Added Sands: “I want to thank Columbia Trustee Madeleine Moore Burrell and Tom Burrell for their vision and support of this important program in its inaugural year. I also want to express my gratitude to our Theatre staff and faculty member Dawn Renee Jones for her leadership in creating and overseeing this new program.”
Born and raised in Chicago, where she graduated with honors from Whitney Young High School, Colón holds a Bachelor of Arts from the University of Chicago and a Master of Fine Arts in Writing from the School of the Art Institute of Chicago. Her much-discussed drama Tilikum, which received its world premiere in June 2018 from Chicago’s Sideshow Theatre, used the real-life story of a captive orca that killed several trainers after torturous living conditions ruined its health as an allegory for racial oppression. The premiere production at Chicago’s Victory Gardens Theatre featured projection designs by Columbia College alumnus Paul Deziel ’14,a graduate of the Theatre Department’s BA program in technical theatre.

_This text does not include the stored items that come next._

// SPDX-License-Identifier: MIT
// Copyright (c) 2026 Alfred Jean LLC

//! Interactive session tests against an endpoint nobody listens on.

#![allow(clippy::panic)]
#![allow(clippy::unwrap_used)]
#![allow(clippy::expect_used)]

use std::time::Duration;

use super::common::*;

#[test]
fn quit_exits_cleanly() {
    let temp = TempDir::new().unwrap();
    banter_in(&temp)
        .arg("--url")
        .arg(UNREACHABLE_URL)
        .write_stdin("/quit\n")
        .timeout(Duration::from_secs(10))
        .assert()
        .success()
        .stdout(predicate::str::contains("/examples for ideas"));
}

#[test]
fn end_of_input_exits_cleanly() {
    let temp = TempDir::new().unwrap();
    banter_in(&temp)
        .arg("--url")
        .arg(UNREACHABLE_URL)
        .write_stdin("")
        .timeout(Duration::from_secs(10))
        .assert()
        .success();
}

#[test]
fn examples_are_listed() {
    let temp = TempDir::new().unwrap();
    banter_in(&temp)
        .arg("--url")
        .arg(UNREACHABLE_URL)
        .write_stdin("/examples\n/quit\n")
        .timeout(Duration::from_secs(10))
        .assert()
        .success()
        .stdout(predicate::str::contains("/1  What's my account balance?"))
        .stdout(predicate::str::contains("/6  Transfer $500 to savings"));
}

#[test]
fn sending_without_connection_reports_error() {
    let temp = TempDir::new().unwrap();
    banter_in(&temp)
        .arg("--url")
        .arg(UNREACHABLE_URL)
        .write_stdin("Show my recent transactions\n/quit\n")
        .timeout(Duration::from_secs(10))
        .assert()
        .success()
        .stdout(predicate::str::contains("error: not connected"));
}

Colón’s other plays include but i cd only whisper, premiered at the Arcola Theatre in London in 2012; Octagon, which won Colón the Arizona Theatre Company’s 2014 National Latino Playwriting Award prior to its world premiere at the Arcola Theatre in 2015 and its U.S. premiere in 2016 at Chicago’s Jackalope Theatre; and Florissant & Canfield, an epic reimagining of the protests in Ferguson, Missouri, featured in the 2016 Hedgebrook Women Playwrights Festival. She is an alum of the Playwrights Unit at Chicago’s Goodman Theatre and a resident playwright at Chicago Dramatists. Colón earned the Drinking Gourd Poetry Prize in 2013 for her chapbook promised instruments. Her poems have been featured in the anthology The BreakBeat Poets: New American Poetry in the Age of Hip-Hop (2015). She is the co-creator of #BlackSexMatters and co-director of the #LetUsBreathe Collective, an alliance of artists and activists who want to tell the stories of protestors and people involved in #BlackLivesMatter. Colón’s writing, producing, and organizing work has focused on efforts to radically reimagine power structures, acknowledge our complicity in them, and speak to visions for liberation.